スピノザの『エチカ』と趣味のブログ

スピノザの『エチカ』について僕が考えていることと,趣味である将棋・競馬・競輪などについて綴るブログです。

オランダ王国友好杯&解釈の変更

2019-12-03 18:58:33 | 競輪
 別府記念の決勝。並びは坂本‐大槻の北日本,松井‐岩本‐簗田の南関東,稲毛‐稲垣の近畿で木暮と浅井は単騎。
 誘導の後ろに松井,4番手に坂本,6番手に稲毛,8番手に木暮,最後尾に浅井という隊列で残り2周のホームへ。まず動いたのは坂本で,松井を叩き誘導が退避。このラインに乗った稲毛がコーナーで坂本を叩き,バックで先頭に。単騎のふたりもスイッチしたので3番手に木暮,4番手が浅井,5番手に坂本,7番手に引いた松井の一列棒状で打鐘。この隊列のまま最終周回のバックに。坂本が発進し,さらにその上から松井。木暮と浅井も動こうとしたので松井はかなり外を回る形でしたが,勢いが違いました。岩本はマークできましたが簗田は離れ,やや内から追い上げようとして直線の手前で浅井と接触し浅井は落車。稲毛の番手から出た稲垣が,直線入口付近ではまだ先頭でしたが,捲った勢いそのままに松井が外から豪快に差し切って優勝。マークの岩本が半車輪差まで詰め寄っての2着で南関東のワンツー。稲垣が1車身差で3着。
 優勝した神奈川の松井宏佑選手は4月に小倉でFⅠを完全優勝して以来の優勝。記念競輪は初制覇。競技に力を入れているため,前走の競輪祭がおよそ3ヶ月ぶりの出走。FⅠは昨年が2勝で今年も2勝していましたから,記念競輪制覇は間近で,力量と近況,この開催の気配などからここでは最有力候補とみていました。113期の新鋭ですが,27歳と年齢は必ずしも若いというわけではなく,早いうちにビッグの制覇が期待される選手です。展開面から稲垣の3着は十分に考えられるところで,高配当となったのは意外でした。

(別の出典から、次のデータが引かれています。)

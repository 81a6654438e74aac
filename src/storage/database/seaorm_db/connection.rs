use crate::config::DatabaseConfig;
use crate::utils::error::{ApiError, Result};
use sea_orm::*;
use sea_orm_migration::MigratorTrait;
use std::path::Path;
use std::time::Duration;
use tracing::{debug, info, warn};

use super::super::entities;
use super::super::migration::Migrator;
use super::types::{DatabaseBackendType, SeaOrmDatabase};

impl SeaOrmDatabase {
    /// Create a new database connection
    pub async fn new(config: &DatabaseConfig) -> Result<Self> {
        let backend_type = DatabaseBackendType::from_url(&config.url);

        let parent = sqlite_file_path(&config.url)
            .and_then(Path::parent)
            .filter(|dir| !dir.as_os_str().is_empty());
        if let Some(dir) = parent {
            tokio::fs::create_dir_all(dir).await.map_err(|e| {
                ApiError::Config(format!("Cannot create database directory {:?}: {}", dir, e))
            })?;
        }

        let mut opt = ConnectOptions::new(config.url.clone());
        opt.max_connections(config.max_connections)
            .min_connections(1)
            .connect_timeout(Duration::from_secs(config.connection_timeout))
            .acquire_timeout(Duration::from_secs(30))
            .idle_timeout(Duration::from_secs(600))
            .max_lifetime(Duration::from_secs(3600))
            .sqlx_logging(true)
            .sqlx_logging_level(log::LevelFilter::Debug);

        let db = Database::connect(opt).await.map_err(|e| {
            warn!("Database connection failed: {}", e);
            ApiError::Database(e)
        })?;

        info!("Database connection established ({:?})", backend_type);
        Ok(Self { db, backend_type })
    }

    /// Get the current backend type
    pub fn backend_type(&self) -> DatabaseBackendType {
        self.backend_type
    }

    /// Run database migrations
    pub async fn migrate(&self) -> Result<()> {
        info!("Running database migrations...");
        Migrator::up(&self.db, None).await.map_err(|e| {
            warn!("Migration failed: {}", e);
            ApiError::Database(e)
        })?;
        info!("Database migrations completed successfully");
        Ok(())
    }

    /// Close the connection pool
    pub async fn close(&self) -> Result<()> {
        self.db.clone().close().await.map_err(ApiError::Database)?;
        info!("Database connection closed");
        Ok(())
    }

    /// Health check
    pub async fn health_check(&self) -> Result<()> {
        debug!("Performing database health check");

        entities::Account::find()
            .limit(1)
            .all(&self.db)
            .await
            .map_err(ApiError::Database)?;

        debug!("Database health check passed");
        Ok(())
    }
}

/// File path of a file-backed SQLite URL. `None` for in-memory databases and other backends.
fn sqlite_file_path(url: &str) -> Option<&Path> {
    let rest = url
        .strip_prefix("sqlite://")
        .or_else(|| url.strip_prefix("sqlite:"))?;
    let (path, query) = rest.split_once('?').unwrap_or((rest, ""));

    if path.is_empty() || path == ":memory:" || query.contains("mode=memory") {
        return None;
    }
    Some(Path::new(path))
}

 具体的な部分を紹介する前に,スピノザはこの部分で,デカルトRené Descartes自身の反駁に対して解釈上の変更をしています。これが当該部分にも関係しますし,この考察とも関係するので,それを先に説明しておかなければなりません。
                                        
 デカルトは確実性certitudoが神Deusを認識するcognoscereことにあるとスピノザはいっていますが,それは神が存在することの認識cognitioを意味します。ただし,デカルトは物体的実体substantia corporeaを神とは別の実体として措定しますので,ここでいわれている神というのは思惟する神であると理解してください。デカルトがいっていることの主旨は,そのような思惟する神が存在することによって,人間の精神mens humanaが何らかの真の認識をした場合に,その真の観念idea veraの確実性が保証されるということです。ですから神の認識あるいは神の観念idea Deiが人間の精神のうちにある真の観念の確実性を保証するといっても,それはその人間の精神が神の存在existentiaを認識することによって確実性が保証されるというよりは,その人間の精神とは別に存在する神が人間の精神のうちにある真の観念の確実性を保証するということなのです。したがって確実性の保証に対して最も重要なのは,神が存在するということです。
 スピノザはこれを改変します。その理由は,デカルトのような説明の仕方だと,神が人間を欺くか否かという反駁に対して十分な解答を与えることができないとスピノザが考えたからです。よってその変更自体は,デカルトの哲学を反駁から守るためであったのは間違いありません。
 スピノザがしている変更というのは,人間の精神のうちにある真の観念の確実性を保証するのは,その人間の精神のうちにある神の観念であるということです。いい換えれば精神の外部に神が存在するということ自体は確実性の保証には不要であって,ある人間の精神が神を真に認識しさえすれば,その人間の精神のうちにある真の観念の確実性は保証されるとしたのです。したがってこの変更に従うなら,確実性の保証に対して何が最も重要であるかといえば,神が存在するということではなく,人間が神を真に認識するということであることになります。
 スピノザはこういう変更をデカルトが受け入れると考えていたのだと思われます。